Exercise aim » The full listing must be reproduced exactly as given.

Material provided »
++++++
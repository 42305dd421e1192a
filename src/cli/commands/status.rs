//! `passvault status` — show vault location and lifecycle state.
//!
//! Does not ask for the master password.

use crate::cli::output;
use crate::cli::{open_vault, vault_dir, Cli};
use crate::config::Settings;
use crate::errors::Result;
use crate::vault::VaultState;

/// Execute the `status` command.
pub fn execute(cli: &Cli) -> Result<()> {
    let dir = vault_dir(cli)?;
    let (vault, settings) = open_vault(cli)?;
    let state = vault.state();
    vault.close()?;

    output::info(&format!("Vault directory: {}", dir.display()));
    output::info(&format!(
        "Database:        {}",
        settings.database_path(&dir).display()
    ));

    let config_path = dir.join(Settings::FILE_NAME);
    if config_path.exists() {
        output::info(&format!("Config file:     {}", config_path.display()));
    } else {
        output::info("Config file:     (defaults)");
    }

    match state {
        VaultState::Uninitialized => {
            output::warning("Vault is not initialized.");
            output::tip("Run `passvault init` to create it.");
        }
        other => output::success(&format!("Vault is initialized ({other}).")),
    }

    Ok(())
}
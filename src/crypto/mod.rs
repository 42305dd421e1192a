//! Cryptographic primitives for PassVault.
//!
//! This module provides:
//! - AES-256-GCM envelope encryption and decryption (`encryption`)
//! - Argon2id password-based key derivation (`kdf`)
//! - The zeroizing `MasterKey` wrapper (`keys`)
//! - Test-vector based master-password verification (`verifier`)

pub mod encryption;
pub mod kdf;
pub mod keys;
pub mod verifier;

// Re-export the most commonly used items so callers can write:
//   use crate::crypto::{encrypt, decrypt, derive_master_key, ...};
pub use encryption::{decrypt, decrypt_str, encrypt, encrypt_str, generate_key_material, generate_salt};
pub use kdf::derive_master_key;
pub use keys::MasterKey;
pub use verifier::{create_test_vector, verify_key};
//! Colored terminal output helpers.
//!
//! All user-facing output goes through these functions so we get
//! consistent styling across every command.

use comfy_table::{ContentArrangement, Table};
use console::style;

use crate::vault::{EntrySummary, PasswordEntry};

const TIME_FORMAT: &str = "%Y-%m-%d %H:%M:%S";

/// Print a green success message: "check_mark {msg}"
pub fn success(msg: &str) {
    println!("{} {}", style("\u{2713}").green().bold(), msg);
}

/// Print a red error message: "x_mark {msg}"
pub fn error(msg: &str) {
    eprintln!("{} {}", style("\u{2717}").red().bold(), msg);
}

/// Print a yellow warning: "warning_sign {msg}"
pub fn warning(msg: &str) {
    eprintln!("{} {}", style("\u{26a0}").yellow().bold(), msg);
}

/// Print a blue info message: "info_sign {msg}"
pub fn info(msg: &str) {
    println!("{} {}", style("\u{2139}").blue().bold(), msg);
}

/// Print a dim tip/hint: "arrow {msg}"
pub fn tip(msg: &str) {
    println!("{} {}", style("\u{2192}").dim(), style(msg).dim());
}

/// Print a table of entry metadata.  Never includes passwords or notes.
pub fn print_entries_table(entries: &[EntrySummary]) {
    if entries.is_empty() {
        info("No entries found.");
        tip("Run `passvault add <TITLE>` to add your first entry.");
        return;
    }

    let mut table = Table::new();
    table.set_content_arrangement(ContentArrangement::Dynamic);
    table.set_header(vec!["ID", "Title", "Username", "URL", "Category", "Updated"]);

    for e in entries {
        table.add_row(vec![
            e.id.to_string(),
            e.title.clone(),
            dash_if_empty(&e.username),
            dash_if_empty(&e.url),
            dash_if_empty(&e.category),
            e.updated_at.format(TIME_FORMAT).to_string(),
        ]);
    }

    println!("{table}");
}

/// Print every field of a decrypted entry as a two-column table.
pub fn print_entry(entry: &PasswordEntry) {
    let mut table = Table::new();
    table.set_content_arrangement(ContentArrangement::Dynamic);

    table.add_row(vec!["ID".to_string(), entry.id.to_string()]);
    table.add_row(vec!["Title".to_string(), entry.title.clone()]);
    table.add_row(vec!["Username".to_string(), dash_if_empty(&entry.username)]);
    table.add_row(vec!["Password".to_string(), entry.password.clone()]);
    table.add_row(vec!["URL".to_string(), dash_if_empty(&entry.url)]);
    table.add_row(vec!["Category".to_string(), dash_if_empty(&entry.category)]);
    table.add_row(vec!["Notes".to_string(), dash_if_empty(&entry.notes)]);
    table.add_row(vec![
        "Created".to_string(),
        entry.created_at.format(TIME_FORMAT).to_string(),
    ]);
    table.add_row(vec![
        "Updated".to_string(),
        entry.updated_at.format(TIME_FORMAT).to_string(),
    ]);

    println!("{table}");
}

fn dash_if_empty(value: &str) -> String {
    if value.is_empty() {
        "-".to_string()
    } else {
        value.to_string()
    }
}
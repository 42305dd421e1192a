//! `passvault completions` — generate shell completion scripts.
//!
//! Usage:
//!   passvault completions bash > ~/.bash_completion.d/passvault
//!   passvault completions zsh
//!   passvault completions fish
//!   passvault completions powershell

use std::io;

use clap::CommandFactory;
use clap_complete::{generate, Shell};

use crate::cli::Cli;
use crate::errors::Result;

/// Execute the `completions` command.
pub fn execute(shell: Shell) -> Result<()> {
    let mut cmd = Cli::command();
    generate(shell, &mut cmd, "passvault", &mut io::stdout());
    Ok(())
}
//! Per-field encryption of entries.
//!
//! On write the password is always sealed and the notes only when they
//! are non-empty; "no notes" is stored as NULL rather than as a fixed
//! size ciphertext of the empty string.  On read both blobs are opened
//! and any authentication failure is returned as-is.

use chrono::{DateTime, Utc};

use super::entry::{NewEntry, PasswordEntry, SealedEntry, StoredEntry};
use crate::crypto::encryption::{decrypt_str, encrypt_str};
use crate::crypto::MasterKey;
use crate::errors::{Result, VaultError};

/// Encrypt the sensitive fields of `entry` under `key`.
pub fn seal_entry<'a>(key: &MasterKey, entry: &'a NewEntry) -> Result<SealedEntry<'a>> {
    let password = encrypt_str(key.as_bytes(), &entry.password)?;
    let notes = if entry.notes.is_empty() {
        None
    } else {
        Some(encrypt_str(key.as_bytes(), &entry.notes)?)
    };

    Ok(SealedEntry {
        title: &entry.title,
        url: &entry.url,
        username: &entry.username,
        category: &entry.category,
        password,
        notes,
    })
}

/// Decrypt a stored row into a full `PasswordEntry`.
pub fn open_entry(key: &MasterKey, stored: &StoredEntry) -> Result<PasswordEntry> {
    let password = decrypt_str(key.as_bytes(), &stored.password)?;
    let notes = match stored.notes.as_deref() {
        Some(blob) if !blob.is_empty() => decrypt_str(key.as_bytes(), blob)?,
        _ => String::new(),
    };

    Ok(PasswordEntry {
        id: stored.id,
        title: stored.title.clone(),
        url: stored.url.clone(),
        username: stored.username.clone(),
        password,
        notes,
        category: stored.category.clone(),
        created_at: parse_timestamp(&stored.created_at)?,
        updated_at: parse_timestamp(&stored.updated_at)?,
    })
}

/// Parse a stored RFC 3339 timestamp.
pub fn parse_timestamp(value: &str) -> Result<DateTime<Utc>> {
    DateTime::parse_from_rfc3339(value)
        .map(|dt| dt.with_timezone(&Utc))
        .map_err(|e| VaultError::CorruptEntry(format!("invalid timestamp '{value}': {e}")))
}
++++++
Exercise solution »
repository 42305dd421e1192a
filename src/cli/commands/status.rs
//! `passvault status` — show vault location and lifecycle state.
//!
//! Does not ask for the master password.

use crate::cli::output;
use crate::cli::{open_vault, vault_dir, Cli};
use crate::config::Settings;
use crate::errors::Result;
use crate::vault::VaultState;

/// Execute the `status` command.
pub fn execute(cli: &Cli) -> Result<()> {
    let dir = vault_dir(cli)?;
    let (vault, settings) = open_vault(cli)?;
    let state = vault.state();
    vault.close()?;

    output::info(&format!("Vault directory: {}", dir.display()));
    output::info(&format!(
        "Database:        {}",
        settings.database_path(&dir).display()
    ));

    let config_path = dir.join(Settings::FILE_NAME);
    if config_path.exists() {
        output::info(&format!("Config file:     {}", config_path.display()));
    } else {
        output::info("Config file:     (defaults)");
    }

    match state {
        VaultState::Uninitialized => {
            output::warning("Vault is not initialized.");
            output::tip("Run `passvault init` to create it.");
        }
        other => output::success(&format!("Vault is initialized ({other}).")),
    }

    Ok(())
}
filename src/crypto/mod.rs
repository 42305dd421e1192a
//! Cryptographic primitives for PassVault.
//!
//! This module provides:
//! - AES-256-GCM envelope encryption and decryption (`encryption`)
//! - Argon2id password-based key derivation (`kdf`)
//! - The zeroizing `MasterKey` wrapper (`keys`)
//! - Test-vector based master-password verification (`verifier`)

pub mod encryption;
pub mod kdf;
pub mod keys;
pub mod verifier;

// Re-export the most commonly used items so callers can write:
//   use crate::crypto::{encrypt, decrypt, derive_master_key, ...};
pub use encryption::{decrypt, decrypt_str, encrypt, encrypt_str, generate_key_material, generate_salt};
pub use kdf::derive_master_key;
pub use keys::MasterKey;
pub use verifier::{create_test_vector, verify_key};
//! Colored terminal output helpers.
//!
//! All user-facing output goes through these functions so we get
//! consistent styling across every command.

use comfy_table::{ContentArrangement, Table};
use console::style;

use crate::vault::{EntrySummary, PasswordEntry};

const TIME_FORMAT: &str = "%Y-%m-%d %H:%M:%S";

/// Print a green success message: "check_mark {msg}"
pub fn success(msg: &str) {
    println!("{} {}", style("\u{2713}").green().bold(), msg);
}

/// Print a red error message: "x_mark {msg}"
pub fn error(msg: &str) {
    eprintln!("{} {}", style("\u{2717}").red().bold(), msg);
}

/// Print a yellow warning: "warning_sign {msg}"
pub fn warning(msg: &str) {
    eprintln!("{} {}", style("\u{26a0}").yellow().bold(), msg);
}

/// Print a blue info message: "info_sign {msg}"
pub fn info(msg: &str) {
    println!("{} {}", style("\u{2139}").blue().bold(), msg);
}

/// Print a dim tip/hint: "arrow {msg}"
pub fn tip(msg: &str) {
    println!("{} {}", style("\u{2192}").dim(), style(msg).dim());
}

/// Print a table of entry metadata.  Never includes passwords or notes.
pub fn print_entries_table(entries: &[EntrySummary]) {
    if entries.is_empty() {
        info("No entries found.");
        tip("Run `passvault add <TITLE>` to add your first entry.");
        return;
    }

    let mut table = Table::new();
    table.set_content_arrangement(ContentArrangement::Dynamic);
    table.set_header(vec!["ID", "Title", "Username", "URL", "Category", "Updated"]);

    for e in entries {
        table.add_row(vec![
            e.id.to_string(),
            e.title.clone(),
            dash_if_empty(&e.username),
            dash_if_empty(&e.url),
            dash_if_empty(&e.category),
            e.updated_at.format(TIME_FORMAT).to_string(),
        ]);
    }

    println!("{table}");
}

/// Print every field of a decrypted entry as a two-column table.
pub fn print_entry(entry: &PasswordEntry) {
    let mut table = Table::new();
    table.set_content_arrangement(ContentArrangement::Dynamic);

    table.add_row(vec!["ID".to_string(), entry.id.to_string()]);
    table.add_row(vec!["Title".to_string(), entry.title.clone()]);
    table.add_row(vec!["Username".to_string(), dash_if_empty(&entry.username)]);
    table.add_row(vec!["Password".to_string(), entry.password.clone()]);
    table.add_row(vec!["URL".to_string(), dash_if_empty(&entry.url)]);
    table.add_row(vec!["Category".to_string(), dash_if_empty(&entry.category)]);
    table.add_row(vec!["Notes".to_string(), dash_if_empty(&entry.notes)]);
    table.add_row(vec![
        "Created".to_string(),
        entry.created_at.format(TIME_FORMAT).to_string(),
    ]);
    table.add_row(vec![
        "Updated".to_string(),
        entry.updated_at.format(TIME_FORMAT).to_string(),
    ]);

    println!("{table}");
}

fn dash_if_empty(value: &str) -> String {
    if value.is_empty() {
        "-".to_string()
    } else {
        value.to_string()
    }
}
repository 42305dd421e1192a
//! `passvault completions` — generate shell completion scripts.
//!
//! Usage:
//!   passvault completions bash > ~/.bash_completion.d/passvault
//!   passvault completions zsh
//!   passvault completions fish
//!   passvault completions powershell

use std::io;

use clap::CommandFactory;
use clap_complete::{generate, Shell};

use crate::cli::Cli;
use crate::errors::Result;

/// Execute the `completions` command.
pub fn execute(shell: Shell) -> Result<()> {
    let mut cmd = Cli::command();
    generate(shell, &mut cmd, "passvault", &mut io::stdout());
    Ok(())
}
//! Per-field encryption of entries.
//!
//! On write the password is always sealed and the notes only when they
//! are non-empty; "no notes" is stored as NULL rather than as a fixed
//! size ciphertext of the empty string.  On read both blobs are opened
//! and any authentication failure is returned as-is.

use chrono::{DateTime, Utc};

use super::entry::{NewEntry, PasswordEntry, SealedEntry, StoredEntry};
use crate::crypto::encryption::{decrypt_str, encrypt_str};
use crate::crypto::MasterKey;
use crate::errors::{Result, VaultError};

/// Encrypt the sensitive fields of `entry` under `key`.
pub fn seal_entry<'a>(key: &MasterKey, entry: &'a NewEntry) -> Result<SealedEntry<'a>> {
    let password = encrypt_str(key.as_bytes(), &entry.password)?;
    let notes = if entry.notes.is_empty() {
        None
    } else {
        Some(encrypt_str(key.as_bytes(), &entry.notes)?)
    };

    Ok(SealedEntry {
        title: &entry.title,
        url: &entry.url,
        username: &entry.username,
        category: &entry.category,
        password,
        notes,
    })
}

/// Decrypt a stored row into a full `PasswordEntry`.
pub fn open_entry(key: &MasterKey, stored: &StoredEntry) -> Result<PasswordEntry> {
    let password = decrypt_str(key.as_bytes(), &stored.password)?;
    let notes = match stored.notes.as_deref() {
        Some(blob) if !blob.is_empty() => decrypt_str(key.as_bytes(), blob)?,
        _ => String::new(),
    };

    Ok(PasswordEntry {
        id: stored.id,
        title: stored.title.clone(),
        url: stored.url.clone(),
        username: stored.username.clone(),
        password,
        notes,
        category: stored.category.clone(),
        created_at: parse_timestamp(&stored.created_at)?,
        updated_at: parse_timestamp(&stored.updated_at)?,
    })
}

/// Parse a stored RFC 3339 timestamp.
pub fn parse_timestamp(value: &str) -> Result<DateTime<Utc>> {
    DateTime::parse_from_rfc3339(value)
        .map(|dt| dt.with_timezone(&Utc))
        .map_err(|e| VaultError::CorruptEntry(format!("invalid timestamp '{value}': {e}")))
}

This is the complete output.